▶ _WHAT YOU WILL DO_: Where the string "item" appears in a line of the data, show that line.

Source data
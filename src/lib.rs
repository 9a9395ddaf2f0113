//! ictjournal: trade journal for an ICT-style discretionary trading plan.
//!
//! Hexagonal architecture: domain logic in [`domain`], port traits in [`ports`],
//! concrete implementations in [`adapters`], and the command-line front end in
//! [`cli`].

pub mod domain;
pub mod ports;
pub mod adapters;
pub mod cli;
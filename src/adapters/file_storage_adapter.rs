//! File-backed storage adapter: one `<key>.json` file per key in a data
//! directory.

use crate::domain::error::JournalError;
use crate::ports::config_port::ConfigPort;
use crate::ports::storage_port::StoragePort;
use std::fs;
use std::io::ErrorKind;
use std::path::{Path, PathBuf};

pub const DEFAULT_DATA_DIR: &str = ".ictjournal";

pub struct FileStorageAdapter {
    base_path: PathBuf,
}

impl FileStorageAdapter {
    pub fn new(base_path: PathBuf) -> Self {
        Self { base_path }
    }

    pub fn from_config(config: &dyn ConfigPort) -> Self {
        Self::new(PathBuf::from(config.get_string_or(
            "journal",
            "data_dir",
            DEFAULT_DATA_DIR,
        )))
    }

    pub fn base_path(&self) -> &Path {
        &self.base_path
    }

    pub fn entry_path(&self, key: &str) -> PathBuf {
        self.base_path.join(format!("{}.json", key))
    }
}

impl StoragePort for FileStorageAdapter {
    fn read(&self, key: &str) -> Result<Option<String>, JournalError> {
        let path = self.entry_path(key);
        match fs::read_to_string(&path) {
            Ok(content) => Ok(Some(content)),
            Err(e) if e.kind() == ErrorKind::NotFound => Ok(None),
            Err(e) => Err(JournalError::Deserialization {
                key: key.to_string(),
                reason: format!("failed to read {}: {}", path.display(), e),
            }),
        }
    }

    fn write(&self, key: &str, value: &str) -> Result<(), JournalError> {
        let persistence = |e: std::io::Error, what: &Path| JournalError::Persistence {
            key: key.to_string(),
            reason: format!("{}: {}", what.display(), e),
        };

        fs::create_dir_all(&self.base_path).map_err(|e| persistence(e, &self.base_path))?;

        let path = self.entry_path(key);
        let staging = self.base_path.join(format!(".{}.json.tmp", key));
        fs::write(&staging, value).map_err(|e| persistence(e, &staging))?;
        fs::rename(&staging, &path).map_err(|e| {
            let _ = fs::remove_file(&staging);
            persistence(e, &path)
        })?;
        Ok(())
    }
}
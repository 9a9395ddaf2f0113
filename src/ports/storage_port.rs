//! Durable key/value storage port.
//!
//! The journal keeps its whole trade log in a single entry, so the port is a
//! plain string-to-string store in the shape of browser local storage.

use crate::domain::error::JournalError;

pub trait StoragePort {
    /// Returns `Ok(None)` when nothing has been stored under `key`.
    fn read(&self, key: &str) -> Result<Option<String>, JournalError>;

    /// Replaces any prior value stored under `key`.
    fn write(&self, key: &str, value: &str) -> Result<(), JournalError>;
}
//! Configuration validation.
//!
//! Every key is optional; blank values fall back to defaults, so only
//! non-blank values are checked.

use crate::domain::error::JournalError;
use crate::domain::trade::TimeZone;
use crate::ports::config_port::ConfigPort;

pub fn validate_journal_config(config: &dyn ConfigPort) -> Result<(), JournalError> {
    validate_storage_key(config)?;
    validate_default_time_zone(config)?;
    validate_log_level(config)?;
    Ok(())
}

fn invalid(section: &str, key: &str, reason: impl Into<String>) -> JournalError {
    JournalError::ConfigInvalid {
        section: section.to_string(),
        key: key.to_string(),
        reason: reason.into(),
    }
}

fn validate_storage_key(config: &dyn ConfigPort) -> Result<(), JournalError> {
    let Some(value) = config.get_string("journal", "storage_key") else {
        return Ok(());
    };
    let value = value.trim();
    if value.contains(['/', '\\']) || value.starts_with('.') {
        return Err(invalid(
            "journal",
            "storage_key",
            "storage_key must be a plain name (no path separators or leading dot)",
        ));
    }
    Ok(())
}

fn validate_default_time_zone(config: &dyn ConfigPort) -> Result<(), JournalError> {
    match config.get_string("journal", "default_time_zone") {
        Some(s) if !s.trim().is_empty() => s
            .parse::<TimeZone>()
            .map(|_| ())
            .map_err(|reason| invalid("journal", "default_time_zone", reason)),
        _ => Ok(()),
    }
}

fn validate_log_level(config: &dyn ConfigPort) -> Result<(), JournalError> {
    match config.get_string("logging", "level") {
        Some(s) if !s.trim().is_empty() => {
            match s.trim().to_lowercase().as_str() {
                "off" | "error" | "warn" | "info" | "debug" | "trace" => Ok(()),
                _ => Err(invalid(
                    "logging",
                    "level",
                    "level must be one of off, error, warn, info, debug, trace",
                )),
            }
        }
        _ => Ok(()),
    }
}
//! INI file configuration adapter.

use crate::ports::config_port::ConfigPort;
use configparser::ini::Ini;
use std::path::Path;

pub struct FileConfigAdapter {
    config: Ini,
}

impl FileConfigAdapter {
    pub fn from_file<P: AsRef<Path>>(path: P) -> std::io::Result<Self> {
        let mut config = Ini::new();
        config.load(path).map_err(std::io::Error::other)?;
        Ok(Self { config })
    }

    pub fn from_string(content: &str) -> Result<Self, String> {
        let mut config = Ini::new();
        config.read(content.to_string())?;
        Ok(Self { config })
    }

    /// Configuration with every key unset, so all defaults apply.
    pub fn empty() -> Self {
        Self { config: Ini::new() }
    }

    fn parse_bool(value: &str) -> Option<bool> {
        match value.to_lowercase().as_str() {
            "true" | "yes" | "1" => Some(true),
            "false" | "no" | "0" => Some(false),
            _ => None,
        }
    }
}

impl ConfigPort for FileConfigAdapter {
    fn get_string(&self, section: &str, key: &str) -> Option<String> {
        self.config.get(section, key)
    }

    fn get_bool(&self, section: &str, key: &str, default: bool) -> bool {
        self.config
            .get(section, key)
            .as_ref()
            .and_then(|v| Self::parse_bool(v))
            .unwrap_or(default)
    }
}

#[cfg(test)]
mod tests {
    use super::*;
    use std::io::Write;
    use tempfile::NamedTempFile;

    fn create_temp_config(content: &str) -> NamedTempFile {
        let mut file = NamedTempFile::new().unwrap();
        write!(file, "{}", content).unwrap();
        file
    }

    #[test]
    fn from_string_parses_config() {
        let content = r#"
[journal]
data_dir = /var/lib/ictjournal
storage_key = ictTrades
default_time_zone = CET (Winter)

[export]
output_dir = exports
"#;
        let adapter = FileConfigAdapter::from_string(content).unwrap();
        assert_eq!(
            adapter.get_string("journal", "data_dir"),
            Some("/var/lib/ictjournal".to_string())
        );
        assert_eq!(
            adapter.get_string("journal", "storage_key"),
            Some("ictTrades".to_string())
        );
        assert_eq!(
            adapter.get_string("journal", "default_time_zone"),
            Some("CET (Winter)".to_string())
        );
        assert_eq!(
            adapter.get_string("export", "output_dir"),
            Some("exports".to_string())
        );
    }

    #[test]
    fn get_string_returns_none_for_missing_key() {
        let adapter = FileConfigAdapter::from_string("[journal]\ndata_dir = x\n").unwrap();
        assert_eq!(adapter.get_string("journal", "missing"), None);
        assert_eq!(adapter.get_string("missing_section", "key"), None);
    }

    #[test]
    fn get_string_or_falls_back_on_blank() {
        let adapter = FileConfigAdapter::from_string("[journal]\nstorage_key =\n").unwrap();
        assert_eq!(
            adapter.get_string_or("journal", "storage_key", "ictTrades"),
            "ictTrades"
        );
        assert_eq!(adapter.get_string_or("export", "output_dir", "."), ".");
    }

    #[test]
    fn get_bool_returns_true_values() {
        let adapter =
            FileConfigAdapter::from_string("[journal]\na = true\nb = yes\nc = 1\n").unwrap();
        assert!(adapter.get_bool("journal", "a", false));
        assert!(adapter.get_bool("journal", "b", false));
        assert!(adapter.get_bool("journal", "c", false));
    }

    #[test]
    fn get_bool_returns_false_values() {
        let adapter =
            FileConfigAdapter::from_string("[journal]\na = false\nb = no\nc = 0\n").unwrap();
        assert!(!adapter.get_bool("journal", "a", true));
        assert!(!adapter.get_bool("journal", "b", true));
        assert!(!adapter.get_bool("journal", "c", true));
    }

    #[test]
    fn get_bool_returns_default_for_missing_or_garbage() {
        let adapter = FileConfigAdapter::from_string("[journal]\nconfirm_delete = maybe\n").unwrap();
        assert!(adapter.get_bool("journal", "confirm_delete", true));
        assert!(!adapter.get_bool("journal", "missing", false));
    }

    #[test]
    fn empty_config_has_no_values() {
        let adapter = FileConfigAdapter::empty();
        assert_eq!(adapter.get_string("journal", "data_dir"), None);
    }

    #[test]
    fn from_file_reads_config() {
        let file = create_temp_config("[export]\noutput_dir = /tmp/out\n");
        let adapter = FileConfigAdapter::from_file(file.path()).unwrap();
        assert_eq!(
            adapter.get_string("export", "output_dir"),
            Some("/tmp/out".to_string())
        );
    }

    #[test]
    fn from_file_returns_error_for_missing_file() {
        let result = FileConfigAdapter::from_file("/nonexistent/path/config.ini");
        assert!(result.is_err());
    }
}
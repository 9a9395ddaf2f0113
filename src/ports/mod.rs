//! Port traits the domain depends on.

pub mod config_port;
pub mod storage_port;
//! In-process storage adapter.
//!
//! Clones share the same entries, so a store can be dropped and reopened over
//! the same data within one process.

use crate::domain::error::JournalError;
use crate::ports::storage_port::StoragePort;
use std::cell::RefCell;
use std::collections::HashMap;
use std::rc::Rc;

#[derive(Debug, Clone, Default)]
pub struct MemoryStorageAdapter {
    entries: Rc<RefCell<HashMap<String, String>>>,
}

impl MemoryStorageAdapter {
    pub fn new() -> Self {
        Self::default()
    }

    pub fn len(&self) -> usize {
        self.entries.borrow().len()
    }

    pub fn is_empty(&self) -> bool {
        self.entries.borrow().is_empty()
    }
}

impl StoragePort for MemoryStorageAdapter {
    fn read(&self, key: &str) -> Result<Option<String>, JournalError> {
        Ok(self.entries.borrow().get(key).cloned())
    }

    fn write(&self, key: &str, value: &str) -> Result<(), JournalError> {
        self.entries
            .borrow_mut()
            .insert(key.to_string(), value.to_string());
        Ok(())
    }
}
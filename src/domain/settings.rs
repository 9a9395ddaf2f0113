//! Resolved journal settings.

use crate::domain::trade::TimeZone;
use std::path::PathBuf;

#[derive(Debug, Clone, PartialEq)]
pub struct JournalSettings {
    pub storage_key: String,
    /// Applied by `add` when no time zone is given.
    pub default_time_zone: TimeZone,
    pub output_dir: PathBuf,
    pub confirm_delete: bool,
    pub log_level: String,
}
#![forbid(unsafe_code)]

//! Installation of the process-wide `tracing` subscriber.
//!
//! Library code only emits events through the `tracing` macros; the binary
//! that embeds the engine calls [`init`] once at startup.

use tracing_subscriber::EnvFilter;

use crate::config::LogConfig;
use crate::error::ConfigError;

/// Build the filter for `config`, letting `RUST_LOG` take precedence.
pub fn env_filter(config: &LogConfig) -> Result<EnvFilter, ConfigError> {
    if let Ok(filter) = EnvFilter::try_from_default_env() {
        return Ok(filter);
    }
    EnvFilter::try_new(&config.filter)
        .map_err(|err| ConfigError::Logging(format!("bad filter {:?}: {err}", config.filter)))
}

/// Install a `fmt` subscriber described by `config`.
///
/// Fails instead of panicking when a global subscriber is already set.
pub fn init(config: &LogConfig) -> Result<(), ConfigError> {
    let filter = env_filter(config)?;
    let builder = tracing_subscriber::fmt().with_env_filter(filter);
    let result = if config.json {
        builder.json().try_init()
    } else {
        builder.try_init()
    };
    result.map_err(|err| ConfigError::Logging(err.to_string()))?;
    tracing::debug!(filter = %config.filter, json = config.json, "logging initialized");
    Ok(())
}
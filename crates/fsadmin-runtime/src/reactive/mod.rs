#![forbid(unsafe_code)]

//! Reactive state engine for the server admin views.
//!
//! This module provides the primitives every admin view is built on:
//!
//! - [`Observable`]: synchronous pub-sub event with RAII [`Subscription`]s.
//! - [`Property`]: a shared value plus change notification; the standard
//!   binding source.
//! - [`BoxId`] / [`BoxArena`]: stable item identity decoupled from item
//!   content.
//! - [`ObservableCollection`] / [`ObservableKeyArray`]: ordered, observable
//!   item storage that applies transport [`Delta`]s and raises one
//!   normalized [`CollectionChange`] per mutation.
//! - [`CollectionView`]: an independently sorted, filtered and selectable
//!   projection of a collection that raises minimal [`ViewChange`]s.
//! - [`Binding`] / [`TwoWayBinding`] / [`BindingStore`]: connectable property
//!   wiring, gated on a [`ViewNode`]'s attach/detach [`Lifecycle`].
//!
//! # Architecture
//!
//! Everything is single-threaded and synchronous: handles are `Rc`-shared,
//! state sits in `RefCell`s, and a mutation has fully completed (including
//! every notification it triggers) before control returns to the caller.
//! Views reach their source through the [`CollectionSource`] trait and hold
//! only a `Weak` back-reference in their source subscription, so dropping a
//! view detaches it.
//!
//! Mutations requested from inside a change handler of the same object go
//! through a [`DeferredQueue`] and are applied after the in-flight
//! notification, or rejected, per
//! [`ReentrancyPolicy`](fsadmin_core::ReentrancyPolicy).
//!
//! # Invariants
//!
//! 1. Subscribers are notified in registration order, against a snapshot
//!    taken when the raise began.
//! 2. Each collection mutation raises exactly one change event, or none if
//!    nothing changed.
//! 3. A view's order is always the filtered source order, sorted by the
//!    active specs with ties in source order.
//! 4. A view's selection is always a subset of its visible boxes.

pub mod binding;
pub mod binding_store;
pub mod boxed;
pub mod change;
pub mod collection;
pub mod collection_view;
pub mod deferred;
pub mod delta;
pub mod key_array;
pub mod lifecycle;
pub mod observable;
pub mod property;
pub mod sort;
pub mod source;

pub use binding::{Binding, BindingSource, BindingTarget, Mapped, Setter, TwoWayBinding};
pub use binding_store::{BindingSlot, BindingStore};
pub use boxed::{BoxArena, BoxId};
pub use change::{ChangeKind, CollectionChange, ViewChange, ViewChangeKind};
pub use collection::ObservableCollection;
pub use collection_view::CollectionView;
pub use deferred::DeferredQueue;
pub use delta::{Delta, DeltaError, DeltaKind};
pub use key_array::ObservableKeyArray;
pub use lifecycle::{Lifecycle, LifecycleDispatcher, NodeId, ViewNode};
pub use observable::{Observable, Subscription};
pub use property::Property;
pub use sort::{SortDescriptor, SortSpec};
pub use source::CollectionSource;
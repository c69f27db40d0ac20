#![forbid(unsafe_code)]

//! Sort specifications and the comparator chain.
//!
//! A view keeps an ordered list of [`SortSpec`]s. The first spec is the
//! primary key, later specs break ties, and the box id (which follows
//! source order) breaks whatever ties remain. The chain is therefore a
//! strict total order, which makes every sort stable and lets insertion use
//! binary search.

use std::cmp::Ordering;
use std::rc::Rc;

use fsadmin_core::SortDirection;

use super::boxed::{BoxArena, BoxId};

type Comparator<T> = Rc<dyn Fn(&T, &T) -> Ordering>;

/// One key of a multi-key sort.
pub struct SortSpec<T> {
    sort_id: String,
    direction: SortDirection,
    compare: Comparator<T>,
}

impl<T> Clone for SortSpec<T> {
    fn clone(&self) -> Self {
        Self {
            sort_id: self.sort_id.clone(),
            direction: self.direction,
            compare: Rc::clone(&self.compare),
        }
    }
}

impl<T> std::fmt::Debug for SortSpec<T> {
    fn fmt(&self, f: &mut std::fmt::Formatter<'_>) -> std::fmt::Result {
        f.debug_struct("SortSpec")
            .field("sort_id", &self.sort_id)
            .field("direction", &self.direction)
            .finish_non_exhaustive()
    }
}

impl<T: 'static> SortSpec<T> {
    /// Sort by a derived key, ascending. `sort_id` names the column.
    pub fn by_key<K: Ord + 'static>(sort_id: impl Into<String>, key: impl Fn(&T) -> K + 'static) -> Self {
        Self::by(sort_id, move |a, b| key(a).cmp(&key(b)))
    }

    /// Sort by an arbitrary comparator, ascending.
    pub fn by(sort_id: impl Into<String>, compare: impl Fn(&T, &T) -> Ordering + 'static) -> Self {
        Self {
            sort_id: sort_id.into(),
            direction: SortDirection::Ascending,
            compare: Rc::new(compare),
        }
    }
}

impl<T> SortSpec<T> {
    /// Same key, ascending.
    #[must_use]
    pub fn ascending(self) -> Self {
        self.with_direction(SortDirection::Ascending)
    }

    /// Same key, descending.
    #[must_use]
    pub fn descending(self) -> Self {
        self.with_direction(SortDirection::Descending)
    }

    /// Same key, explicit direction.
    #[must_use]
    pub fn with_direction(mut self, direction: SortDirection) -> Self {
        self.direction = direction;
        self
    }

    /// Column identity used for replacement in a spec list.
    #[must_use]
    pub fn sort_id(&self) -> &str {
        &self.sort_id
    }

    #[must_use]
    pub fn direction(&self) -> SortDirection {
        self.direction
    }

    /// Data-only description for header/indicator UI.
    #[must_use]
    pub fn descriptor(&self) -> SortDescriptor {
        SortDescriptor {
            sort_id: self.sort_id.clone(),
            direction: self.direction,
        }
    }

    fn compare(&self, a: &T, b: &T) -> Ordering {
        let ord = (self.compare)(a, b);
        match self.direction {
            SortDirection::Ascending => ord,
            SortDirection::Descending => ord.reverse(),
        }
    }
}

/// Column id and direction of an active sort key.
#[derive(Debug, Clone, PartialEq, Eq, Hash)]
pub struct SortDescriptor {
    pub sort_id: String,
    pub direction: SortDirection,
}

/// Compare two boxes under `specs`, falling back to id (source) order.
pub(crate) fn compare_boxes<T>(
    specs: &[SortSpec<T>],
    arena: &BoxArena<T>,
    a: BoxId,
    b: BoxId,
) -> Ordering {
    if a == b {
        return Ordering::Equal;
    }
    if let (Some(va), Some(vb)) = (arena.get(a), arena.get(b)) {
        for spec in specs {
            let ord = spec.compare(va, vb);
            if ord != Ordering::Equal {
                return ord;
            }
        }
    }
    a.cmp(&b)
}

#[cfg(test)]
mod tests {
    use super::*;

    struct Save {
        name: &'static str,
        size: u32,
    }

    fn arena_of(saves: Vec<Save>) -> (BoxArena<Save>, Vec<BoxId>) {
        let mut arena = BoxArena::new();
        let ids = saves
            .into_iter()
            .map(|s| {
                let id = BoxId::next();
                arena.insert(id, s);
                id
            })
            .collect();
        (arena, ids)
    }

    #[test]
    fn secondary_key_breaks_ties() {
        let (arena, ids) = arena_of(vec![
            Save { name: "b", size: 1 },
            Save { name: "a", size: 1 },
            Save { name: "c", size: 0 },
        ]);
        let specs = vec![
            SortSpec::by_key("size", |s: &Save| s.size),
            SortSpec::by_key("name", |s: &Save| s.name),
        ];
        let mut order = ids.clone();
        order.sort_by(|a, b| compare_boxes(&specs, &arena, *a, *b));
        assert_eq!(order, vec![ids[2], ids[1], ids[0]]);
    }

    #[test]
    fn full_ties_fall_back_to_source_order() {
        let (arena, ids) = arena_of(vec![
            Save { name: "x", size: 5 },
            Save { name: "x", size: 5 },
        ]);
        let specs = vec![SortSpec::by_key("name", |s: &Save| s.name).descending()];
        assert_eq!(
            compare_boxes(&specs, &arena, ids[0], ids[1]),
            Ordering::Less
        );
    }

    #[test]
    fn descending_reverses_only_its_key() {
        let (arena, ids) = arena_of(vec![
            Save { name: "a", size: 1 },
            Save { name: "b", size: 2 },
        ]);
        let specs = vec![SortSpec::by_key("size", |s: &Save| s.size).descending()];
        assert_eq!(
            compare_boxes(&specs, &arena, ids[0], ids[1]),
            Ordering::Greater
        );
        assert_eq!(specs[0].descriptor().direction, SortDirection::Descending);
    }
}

▶ _TASK OUTPUT_:
//! - [`BoxId`] / [`BoxArena`]: stable item identity decoupled from item
//!   item storage that applies transport [`Delta`]s and raises one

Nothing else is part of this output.